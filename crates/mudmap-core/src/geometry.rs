//! Geometric primitives for tower layout and rendering.
//!
//! Layout happens in a normalized percent space; rendering happens in
//! pixel space. This module provides both and the mapping between them.
//!
//! # Overview
//!
//! - [`PercentRect`] - A placement in the 0–100% tower space, anchored at the floor
//! - [`Point`] - A 2D coordinate in pixel space
//! - [`Size`] - Width and height dimensions
//! - [`Bounds`] - A rectangular bounding box defined by minimum and maximum coordinates
//! - [`Insets`] - Padding/margin values for four sides
//!
//! # Coordinate Systems
//!
//! Tower space measures `left` from the left edge and `bottom` from the
//! floor, both in percent. Pixel space is consistent with SVG:
//!
//! ```text
//!   (0,0) ────────► +X
//!     │
//!     │
//!     ▼
//!    +Y
//! ```
//!
//! [`PercentRect::to_bounds`] flips the vertical axis when mapping a
//! placement into a pixel plot area.

/// A rectangle in tower space, in percent of the plot area.
///
/// Horizontal values are percent of the total width, vertical values are
/// percent of the total policy limit.
#[derive(Debug, Clone, Copy, Default, PartialEq)]
pub struct PercentRect {
    left: f64,
    bottom: f64,
    width: f64,
    height: f64,
}

impl PercentRect {
    /// Creates a new placement from its left offset, bottom offset, width
    /// and height, all in percent.
    pub fn new(left: f64, bottom: f64, width: f64, height: f64) -> Self {
        Self {
            left,
            bottom,
            width,
            height,
        }
    }

    /// Left offset, in percent of the plot width.
    pub fn left(self) -> f64 {
        self.left
    }

    /// Bottom offset from the floor, in percent of the plot height.
    pub fn bottom(self) -> f64 {
        self.bottom
    }

    /// Width, in percent of the plot width.
    pub fn width(self) -> f64 {
        self.width
    }

    /// Height, in percent of the plot height.
    pub fn height(self) -> f64 {
        self.height
    }

    /// Right edge, in percent of the plot width.
    pub fn right(self) -> f64 {
        self.left + self.width
    }

    /// Top edge, in percent of the plot height.
    pub fn top(self) -> f64 {
        self.bottom + self.height
    }

    /// Maps this placement into pixel space inside `plot`.
    ///
    /// The floor of tower space is the bottom edge of `plot`.
    ///
    /// # Examples
    ///
    /// ```
    /// # use mudmap_core::geometry::{Bounds, PercentRect, Point, Size};
    /// let plot = Bounds::new_from_top_left(Point::new(0.0, 0.0), Size::new(200.0, 100.0));
    /// let rect = PercentRect::new(50.0, 0.0, 50.0, 25.0);
    ///
    /// let bounds = rect.to_bounds(plot);
    /// assert_eq!(bounds.min_x(), 100.0);
    /// assert_eq!(bounds.min_y(), 75.0);
    /// assert_eq!(bounds.width(), 100.0);
    /// assert_eq!(bounds.height(), 25.0);
    /// ```
    pub fn to_bounds(self, plot: Bounds) -> Bounds {
        let scale_x = f64::from(plot.width()) / 100.0;
        let scale_y = f64::from(plot.height()) / 100.0;

        let min_x = f64::from(plot.min_x()) + self.left * scale_x;
        let max_y = f64::from(plot.max_y()) - self.bottom * scale_y;

        Bounds::new_from_top_left(
            Point::new(min_x as f32, (max_y - self.height * scale_y) as f32),
            Size::new((self.width * scale_x) as f32, (self.height * scale_y) as f32),
        )
    }
}

/// A 2D point representing a position in pixel space.
#[derive(Debug, Clone, Copy, Default, PartialEq)]
pub struct Point {
    x: f32,
    y: f32,
}

impl Point {
    /// Creates a new point with the given coordinates
    pub fn new(x: f32, y: f32) -> Self {
        Self { x, y }
    }

    /// Returns the x-coordinate
    pub fn x(self) -> f32 {
        self.x
    }

    /// Returns the y-coordinate
    pub fn y(self) -> f32 {
        self.y
    }
}

/// Width and height dimensions
#[derive(Debug, Clone, Copy, Default, PartialEq)]
pub struct Size {
    width: f32,
    height: f32,
}

impl Size {
    pub fn new(width: f32, height: f32) -> Self {
        Self { width, height }
    }

    pub fn width(self) -> f32 {
        self.width
    }

    pub fn height(self) -> f32 {
        self.height
    }

    /// Grows the size by the given insets on every side.
    pub fn add_padding(self, insets: Insets) -> Self {
        Self {
            width: self.width + insets.horizontal_sum(),
            height: self.height + insets.vertical_sum(),
        }
    }
}

/// Represents a rectangular bounding box with minimum and maximum coordinates
#[derive(Debug, Clone, Copy, Default, PartialEq)]
pub struct Bounds {
    min_x: f32,
    min_y: f32,
    max_x: f32,
    max_y: f32,
}

impl Bounds {
    /// Creates a new bounds from a top-left point and a size
    pub fn new_from_top_left(top_left: Point, size: Size) -> Self {
        Self {
            min_x: top_left.x,
            min_y: top_left.y,
            max_x: top_left.x + size.width,
            max_y: top_left.y + size.height,
        }
    }

    /// Returns the minimum x-coordinate of the bounds
    pub fn min_x(self) -> f32 {
        self.min_x
    }

    /// Returns the minimum y-coordinate of the bounds
    pub fn min_y(self) -> f32 {
        self.min_y
    }

    /// Returns the maximum x-coordinate of the bounds
    pub fn max_x(self) -> f32 {
        self.max_x
    }

    /// Returns the maximum y-coordinate of the bounds
    pub fn max_y(self) -> f32 {
        self.max_y
    }

    /// Returns the center point of the bounds
    pub fn center(self) -> Point {
        Point::new(
            (self.min_x + self.max_x) / 2.0,
            (self.min_y + self.max_y) / 2.0,
        )
    }

    /// Returns the width of the bounds
    pub fn width(self) -> f32 {
        self.max_x - self.min_x
    }

    /// Returns the height of the bounds
    pub fn height(self) -> f32 {
        self.max_y - self.min_y
    }

    /// Returns the top-left corner as a Point
    pub fn min_point(self) -> Point {
        Point {
            x: self.min_x,
            y: self.min_y,
        }
    }

    /// Converts bounds to a Size object
    pub fn to_size(self) -> Size {
        Size {
            width: self.width(),
            height: self.height(),
        }
    }

    /// Returns the point at the given fractions of width and height,
    /// measured from the top-left corner.
    pub fn point_at(self, fraction_x: f32, fraction_y: f32) -> Point {
        Point::new(
            self.min_x + self.width() * fraction_x,
            self.min_y + self.height() * fraction_y,
        )
    }
}

/// Represents spacing around an element (padding, margin, etc.)
/// with potentially different values for each side
#[derive(Debug, Clone, Copy, Default, PartialEq)]
pub struct Insets {
    top: f32,
    right: f32,
    bottom: f32,
    left: f32,
}

impl Insets {
    /// Creates new insets with the given values for each side
    pub fn new(top: f32, right: f32, bottom: f32, left: f32) -> Self {
        Self {
            top,
            right,
            bottom,
            left,
        }
    }

    pub fn top(self) -> f32 {
        self.top
    }

    pub fn right(self) -> f32 {
        self.right
    }

    pub fn bottom(self) -> f32 {
        self.bottom
    }

    pub fn left(self) -> f32 {
        self.left
    }

    /// Sum of the left and right insets
    pub fn horizontal_sum(self) -> f32 {
        self.left + self.right
    }

    /// Sum of the top and bottom insets
    pub fn vertical_sum(self) -> f32 {
        self.top + self.bottom
    }
}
____________________
== Exercise instructions ==
Check each line of the data for "margin". Copy the lines where it turns up.

== Problem solution ==
//! - [`Insets`] - Padding/margin values for four sides
/// Represents spacing around an element (padding, margin, etc.)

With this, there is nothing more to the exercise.